Only days before Nowruj and already I felt revived,
already I could smell through the passing breeze the New Year,
taste in
the melted snow of the racing rivers a new beginning, could touch
the purity of my land as I plugged a flower from the fields. I
stood far from the city and looked down from a hill, admiring every
scent, every breeze, every sight, every inch of what stood before
me, of the metamorphosis that I was given the privilege to witness.
As the sun was rising and the glorious dawn was withstanding
its triumph upon the winter night, an unnatural wind began to blow
behind me and my long dark hair and colorful dress moved about
violently. My heart began to pound upon my fragile chest as the
birth of day was stopped by a monster shaped helicopter, flying
right above me towards the city I had first opened my eyes to see.
Fear began to entangle itself around me, squeezing my body, making
it hard to catch the ever escaping air.
The flying monsters continued
to follow and without a sound or trace left as sudden as they had
come only to return again and again to pierce the fear through
me. I could not move and stood where I had first set eyes upon
them and as I could no longer see or hear their terrifying sight,
I began to run towards my home, hoping to find comfort in my mother’s
embrace. I ran as fast as my small feet permitted and as I began
to get closer to my city, I could smell the sweet scent of apples
and pears but could no longer take long deep breaths and see clearly.

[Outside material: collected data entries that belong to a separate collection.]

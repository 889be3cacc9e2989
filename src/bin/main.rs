//! CLI tool for dashnet

#[cfg(feature = "cli")]
use clap::{Parser, Subcommand, ValueEnum};
#[cfg(feature = "cli")]
use std::path::PathBuf;

#[cfg(feature = "cli")]
#[derive(Parser)]
#[command(name = "dashnet")]
#[command(about = "dashnet: live TCP/UDP connections per process, with DNS, service names and regex filtering", long_about = None)]
#[command(version)]
struct Cli {
    #[command(subcommand)]
    command: Option<Commands>,

    /// Configuration file (default: ~/.config/dashnet/config.toml)
    #[arg(short, long, global = true)]
    config: Option<PathBuf>,

    /// Refresh interval in seconds
    #[arg(short, long, global = true)]
    interval: Option<f64>,

    /// Show IP addresses instead of hostnames
    #[arg(long, global = true)]
    no_dns: bool,

    /// Show port numbers instead of service names
    #[arg(long, global = true)]
    no_service: bool,

    /// Start in the connection list view
    #[arg(short, long)]
    list: bool,

    /// Write logs to this file
    #[arg(long, global = true)]
    log_file: Option<PathBuf>,
}

#[cfg(feature = "cli")]
#[derive(Subcommand)]
enum Commands {
    /// Launch the interactive dashboard (default)
    Tui,
    /// Load one snapshot and print its views
    Snapshot {
        /// Output format
        #[arg(short, long, value_enum, default_value_t = Format::Text)]
        format: Format,
    },
}

#[cfg(feature = "cli")]
#[derive(Clone, Copy, PartialEq, Eq, ValueEnum)]
enum Format {
    Text,
    Json,
}

#[cfg(feature = "cli")]
#[derive(serde::Serialize)]
struct Report {
    by_process: Vec<dashnet::views::ProcessTraffic>,
    by_remote_address: Vec<dashnet::views::AddressTraffic>,
    by_local_address: Vec<dashnet::views::AddressTraffic>,
    connections: Vec<dashnet::views::ConnectionRow>,
}

#[cfg(feature = "cli")]
fn load_config(cli: &Cli) -> Result<dashnet::Config, Box<dyn std::error::Error>> {
    use dashnet::toggle::ViewMode;
    use dashnet::Config;

    let mut config = match &cli.config {
        Some(path) => Config::load_from(path)?,
        None => Config::load()?,
    };

    if let Some(secs) = cli.interval {
        if !(secs > 0.0) {
            return Err("refresh interval must be greater than zero".into());
        }
        config.general.refresh_interval_ms = (secs * 1000.0).round().max(1.0) as u64;
    }
    if cli.no_dns {
        config.display.resolve_dns = false;
    }
    if cli.no_service {
        config.display.resolve_service = false;
    }
    if cli.list {
        config.display.start_view = ViewMode::List;
    }

    Ok(config)
}

#[cfg(feature = "cli")]
fn init_logging(cli: &Cli, interactive: bool) -> Result<(), Box<dyn std::error::Error>> {
    use env_logger::{Builder, Env, Target};

    match &cli.log_file {
        Some(path) => {
            let file = std::fs::OpenOptions::new().create(true).append(true).open(path)?;
            Builder::from_env(Env::default().default_filter_or("info"))
                .target(Target::Pipe(Box::new(file)))
                .init();
        }
        // stderr belongs to the dashboard
        None if interactive => {}
        None => env_logger::init(),
    }
    Ok(())
}

#[cfg(feature = "cli")]
fn print_table(table: &dashnet::render::Table) {
    let widths = table.column_widths();
    let line = |cells: &[String]| {
        cells
            .iter()
            .zip(&widths)
            .map(|(cell, width)| format!("{:<width$}", cell, width = *width))
            .collect::<Vec<_>>()
            .join("  ")
            .trim_end()
            .to_string()
    };

    println!("{}", table.title);
    println!("{}", line(&table.headers));
    for row in &table.rows {
        println!("{}", line(row));
    }
    println!();
}

#[cfg(feature = "cli")]
fn main() -> Result<(), Box<dyn std::error::Error>> {
    use dashnet::snapshot::SnapshotLoader;
    use dashnet::views::{self, TextOpts};

    let cli = Cli::parse();
    let interactive = !matches!(cli.command, Some(Commands::Snapshot { .. }));
    init_logging(&cli, interactive)?;

    let config = load_config(&cli)?;
    let loader = SnapshotLoader::system(&config);

    match &cli.command {
        None | Some(Commands::Tui) => {
            if let Err(e) = dashnet::tui::run(&config, loader) {
                eprintln!("Error: {}", e);
                std::process::exit(1);
            }
        }
        Some(Commands::Snapshot { format }) => {
            let snapshot = loader.load()?;
            match format {
                Format::Json => {
                    let report = Report {
                        by_process: views::traffic_by_process(&snapshot),
                        by_remote_address: views::traffic_by_remote_address(&snapshot),
                        by_local_address: views::traffic_by_local_address(&snapshot),
                        connections: views::all_connections(&snapshot),
                    };
                    println!("{}", serde_json::to_string_pretty(&report)?);
                }
                Format::Text => {
                    let opts = TextOpts {
                        resolve_dns: config.display.resolve_dns,
                        resolve_service: config.display.resolve_service,
                    };
                    print_table(&views::process_table(&snapshot));
                    print_table(&views::remote_address_table(&snapshot, opts));
                    print_table(&views::local_address_table(&snapshot, opts));
                    print_table(&views::connections_table(&snapshot, opts));
                }
            }
        }
    }

    Ok(())
}

#[cfg(not(feature = "cli"))]
fn main() {
    eprintln!("CLI features not enabled. Please compile with --features cli");
    std::process::exit(1);
}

My feet began to tremble beneath me and shook as
I was walking through the streets of my city. I put my hands on
my face covering
my mouth and nose and absent mindedly walked towards my home. There,
in the corner of the street, a boy I had often played with, lied
motionless, his eyes still open yet hollow, the only movement upon
his face was a stream of blood running down his nose...
My eyes
were burning and tears began to run down my cold cheeks, and as
I continued to walk, I was faced with the most terrifying scenes
of a morbid city. Another boy carrying a cart was standing, his
feet in the same position they had been when he had made his last
stop. A man lied faced down, on the concrete of his front yard,
a woman, frozen, was sitting in the corner of her door and her
spilled milk was still running, a young mother, carrying her child
upon her back was half way up the stairs of her house but she remained
unmoved, her child was fast asleep.
I passed neighbors, classmates,
friends, family, no one spoke, no one raised their heads, no one
waved or said “hello”, they all lied like statues upon
the rocky roads of the streets and the only movement upon the city
was the torment of the wind that carried the agonizing sound of
shouts, weeping mothers and terrified children who had remained
awake.
As I was getting closer to my father’s house, I had
become somehow empty as a drum and I knew that I would not find
comfort in my mother’s embrace, for although my vision was
blurry, I could still see enough of the darkness that had come
with sunrise. I ran the last few steps inside to find a lethal
silence that tore me apart.
I fell on my knees and screamed as
my mother lied by my father on the breakfast spread, the tea cold,
the glass still between my father’s fingers. I continued
to scream and cry for I could do nothing else, the room was illuminated
by the sky’s light but it created a mocking irony upon the
depth of misery that had come upon my world. I shook my father’s
cold body, asking him to awaken, telling him that it is too late
to still be asleep, yet he remained where he had been. I threw
objects around thinking that maybe somehow my mother would awaken
and scold me for misbehaving, but no one said a word, no one was
there to silence me...
The only survivor of my family, I was left
to carry them all to their graves, left to pick up the crumbled
pieces of life. I was
left, like so many others, in a city that was shaken, broken,
left to horror and merciless pain, to mourn for those innocent
souls
whose only crime was being born. I wonder if I would have been
set free if I had been buried by their side today. There was no
Nowruj that year or the years that followed. The only ceremonies
that we attended were one funeral after another and the only emotion
that filled my emptiness was the penetration of pain. So often
did I sit before my window and longed to see those crimson flowers
once again, but they had all died, on that day when the sun never
rose...
This is not just a young girl’s personal story; it is the
story of the Kurdish people of Halabcha, of the survivors who were
left to carry their loved ones on their bruised knees to mass graves,
of the massacre that left the innocent people to clean the bloodshed
of the blood thirsty tyrants. It is the story of the Kurdish holocaust
and Hiroshima. That Friday morning, on March 16th of 1988, in the
city of Halabcha, the city of the strong and brave, the sun did
not rise, nor did the winter leave or the spring arrive.
That Friday
morning in the city of Halabcha was only the beginning of what
continued to be a day of genocide upon humanity and it left thousands
of Kurds dead and a never ending chain of people sick, and almost
two decades later, still no flowers or sincere joy grow .
Here
we stand, remembering the day the sun never rose and attempt
to show our sympathy, strength, our pride, our dignity, which has
withstood the test of misery. Here we stand, and although we
can
not mend the wounds of the Kurdish children of Halabcha, we take
a moment of silence to remember them, to remind ourselves that
no matter what they do to us, we will never bow down and kneel.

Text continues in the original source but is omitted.